1、GenomeDiffファイルの検証。解析に使ったGenBnakファイルとoutput.gdを指定する。例えばマニュアルで情報を追加した時などに実行する。以後、output.gdをinput.gbとして記載する。

gdtools VALIDATE -r ref.gbk input.gb

出力

Running gdtools VALIDATE on 1 file(s)...

 

File: /Volumes/4TB-gene_new3/breseq_tutorial1/SRR098289_output/output/output.gd

  FORMAT OK

 

::: Summary :::

  Total files processed:              1

* No formatting errors found!

 

 

2、変異株のゲノム情報の出力。ここではGFF3で出力。

gdtools APPLY -f GFF3 -o output.gff3 -r ref.gbk input.gb
  • -f <FASTA|GFF3>   Output file format (Options: FASTA, GFF3) (DEFAULT=FASTA)

出力

GFF3を選ぶとgenomic featureの記述の後に変異株のゲノム配列(FASTA形式)が出力される。

f:id:kazumaxneo:20191224123142p:plain

 

変異株ゲノムから新しくランを実行できる。

breseq -j 8 -o mutated_output -r output.gff3 input_R1.fq input_R2.fq

 

 

3、複数サンプルのGenomeDiffファイルを比較して統合レポートhtmlを出力

gdtools COMPARE -o compare.html -r ref.gbk MT1.gd MT2.gd MT3.gd ...

#たくさんあるならgdファイルをリネームした上で1箇所に集めておいてワイルドカード指定
gdtools COMPARE -o compare.html -r ref.gbk gd_dir/*gd

 4サンプルの出力

f:id:kazumaxneo:20191224123929p:plain

ここでは同じ名前のファイルoutput.gdを指定したため、output, output1, output2, output3と表記された。

f:id:kazumaxneo:20191224124015p:plain

 

ploidyオプションを付けて(”-p”とだけ指定)breseqをランした 場合、不完全バリアントも表に追加される。

f:id:kazumaxneo:20210516173615p:plain

注;-pを付けてbreseqをランしていない場合、不完全なバリアントは表に表示されない(そのポジションに他の株で100%のバリアントがあったとしても、100%以外は表示されない)。

TSVやJSONでも出力可能

#TSV
gdtools COMPARE -o compare.tsv -r ref.gbk -f TSV gd_dir/*gd
  • -f   Type of output file to generate.
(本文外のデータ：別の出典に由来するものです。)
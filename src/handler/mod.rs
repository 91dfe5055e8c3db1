//! Handler contract and the per-backend registry.
//!
//! A backend registers one [`OperationHandler`] per concrete operation type
//! while it is being set up. The registry is keyed by [`TypeId`], so lookup
//! matches the exact runtime type of the operation and nothing else.

pub mod limit;
pub mod sort;

use std::{
    any::{Any, TypeId},
    fmt,
    marker::PhantomData,
    sync::Arc,
};

use ahash::AHashMap;
use tracing::debug;

use crate::{
    context::Context,
    errors::GraphOpsError,
    operation::{Limit, Operation, Sort},
    stream::ElementStream,
};

pub use limit::LimitHandler;
pub use sort::SortHandler;

/// `Ok(None)` is "no result", which is not the same as an empty stream.
pub type HandlerOutput = Result<Option<ElementStream>, GraphOpsError>;

pub trait OperationHandler<Op: Operation, B>: Send + Sync {
    fn execute(&self, operation: Op, context: &Context, backend: &Arc<B>) -> HandlerOutput;
}

pub(crate) trait ErasedHandler<B>: Send + Sync {
    fn execute_any(
        &self,
        operation: Box<dyn Any + Send>,
        context: &Context,
        backend: &Arc<B>,
    ) -> HandlerOutput;
}

struct Typed<Op, H> {
    handler: H,
    _operation: PhantomData<fn(Op)>,
}

impl<Op, B, H> ErasedHandler<B> for Typed<Op, H>
where
    Op: Operation,
    H: OperationHandler<Op, B>,
{
    fn execute_any(
        &self,
        operation: Box<dyn Any + Send>,
        context: &Context,
        backend: &Arc<B>,
    ) -> HandlerOutput {
        let operation = operation.downcast::<Op>().map_err(|_| {
            GraphOpsError::backend(format!("handler for {} got another type", Op::type_name()))
        })?;
        self.handler.execute(*operation, context, backend)
    }
}

pub(crate) struct Registration<B> {
    pub(crate) operation: &'static str,
    pub(crate) handler: Arc<dyn ErasedHandler<B>>,
}

pub struct HandlerRegistry<B> {
    handlers: AHashMap<TypeId, Registration<B>>,
}

impl<B: 'static> HandlerRegistry<B> {
    pub fn new() -> Self {
        Self {
            handlers: AHashMap::new(),
        }
    }

    /// Registry preloaded with the backend-independent handlers
    /// ([`SortHandler`], [`LimitHandler`]).
    pub fn with_core_handlers() -> Self {
        let mut registry = Self::new();
        registry.register::<Sort, _>(SortHandler);
        registry.register::<Limit, _>(LimitHandler);
        registry
    }

    /// Registers `handler` for `Op`, replacing any previous one.
    pub fn register<Op, H>(&mut self, handler: H)
    where
        Op: Operation,
        H: OperationHandler<Op, B> + 'static,
    {
        let operation = Op::type_name();
        let replaced = self
            .handlers
            .insert(
                TypeId::of::<Op>(),
                Registration {
                    operation,
                    handler: Arc::new(Typed {
                        handler,
                        _operation: PhantomData,
                    }),
                },
            )
            .is_some();
        debug!(operation, replaced, "registered operation handler");
    }

    pub fn supports<Op: Operation>(&self) -> bool {
        self.handlers.contains_key(&TypeId::of::<Op>())
    }

    /// Names of the supported operation types, sorted.
    pub fn supported_operations(&self) -> Vec<&'static str> {
        let mut names: Vec<&'static str> = self.handlers.values().map(|r| r.operation).collect();
        names.sort_unstable();
        names
    }

    pub fn len(&self) -> usize {
        self.handlers.len()
    }

    pub fn is_empty(&self) -> bool {
        self.handlers.is_empty()
    }

    pub(crate) fn lookup(&self, type_id: TypeId) -> Option<&Registration<B>> {
        self.handlers.get(&type_id)
    }
}

impl<B: 'static> Default for HandlerRegistry<B> {
    fn default() -> Self {
        Self::new()
    }
}

impl<B: 'static> fmt::Debug for HandlerRegistry<B> {
    fn fmt(&self, f: &mut fmt::Formatter<'_>) -> fmt::Result {
        f.debug_struct("HandlerRegistry")
            .field("operations", &self.supported_operations())
            .finish()
    }
}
See options below (DEFAULT=HTML)

Valid output formats:

  • HTML Descriptive table viewable in a web browser
  • GD GenomeDiff with added annotation of mutations
  • TSV Tab-separated values file suitable for input into R or Excel
  • PHYLIP Alignment of genotypes in PHYLIP format for phylogenetic analysis
  • FASTA Multi-FASTA alignment of genotypes for phylogenetic analysis
  • JSON JavaScript object notation file suitable for parsing

 

 

5、変異のカウント

gdtools COUNT -o count.csv -d detail.txt -r ref.gbk MT1.gd MT2.gd MT3.gd ...

 

6、変異のsubtraction

input.gdからsubtract1.gdとsubtract2.gdにある変異を除き、input.gdのユニークな変異を出力。

gdtools SUBTRACT -o output.gd input.gd subtract1.gd subtract2.gd

 

7、変異のサマリーhtmlレポート出力

subtractしたGenomeDiffファイルから再びレポートを作成。

gdtools ANNOTATE -o annotated.html -r ref.gbk output.gd

f:id:kazumaxneo:20191224125953p:plain


 

2020 1/15 追記

8、breseqのgdファイルからvcfを出力

gdtools VCF2GD -o output.gd input.vcf

9、VCFファイルからbreseqのgdファイルを出力

gdtools GD2VCF -o output.vcf input.gd

 

詳細はbreseqのチュートリアル1にまとめられています。

https://barricklab.org/twiki/pub/Lab/ToolsBacterialGenomeResequencing/documentation/tutorial_clones.html

チュートリアルは3まであります。時間がある時に読んでみてください。

 

補足

breseqは10Mb以下のスモールゲノム向け変異解析ツールです。ラージゲノムではおそらく機能しないので注意して下さい。

引用

Identifying structural variation in haploid microbial genomes from short-read resequencing data using breseq

Jeffrey E Barrick, Geoffrey Colburn, Daniel E Deatherage, Charles C Traverse, Matthew D Strand, Jordan J Borges, David B Knoester, Aaron Reba, Austin G Meyer
BMC Genomics volume 15, Article number: 1039 (2014) 

 

関連


*1

1つのリードをスプリットアラインメントしてJCのコールを行なっている。論文のFootnotesセクションで、1つのシークエンスリードの2つの部分が参照ゲノム中の互いに離れた部位に一致するスプリットリードアラインメントだけを解析することで、構造変異に起因するほとんどの新しいシーケンスジャンクションを確実に予測できることが分かった、との記載がある。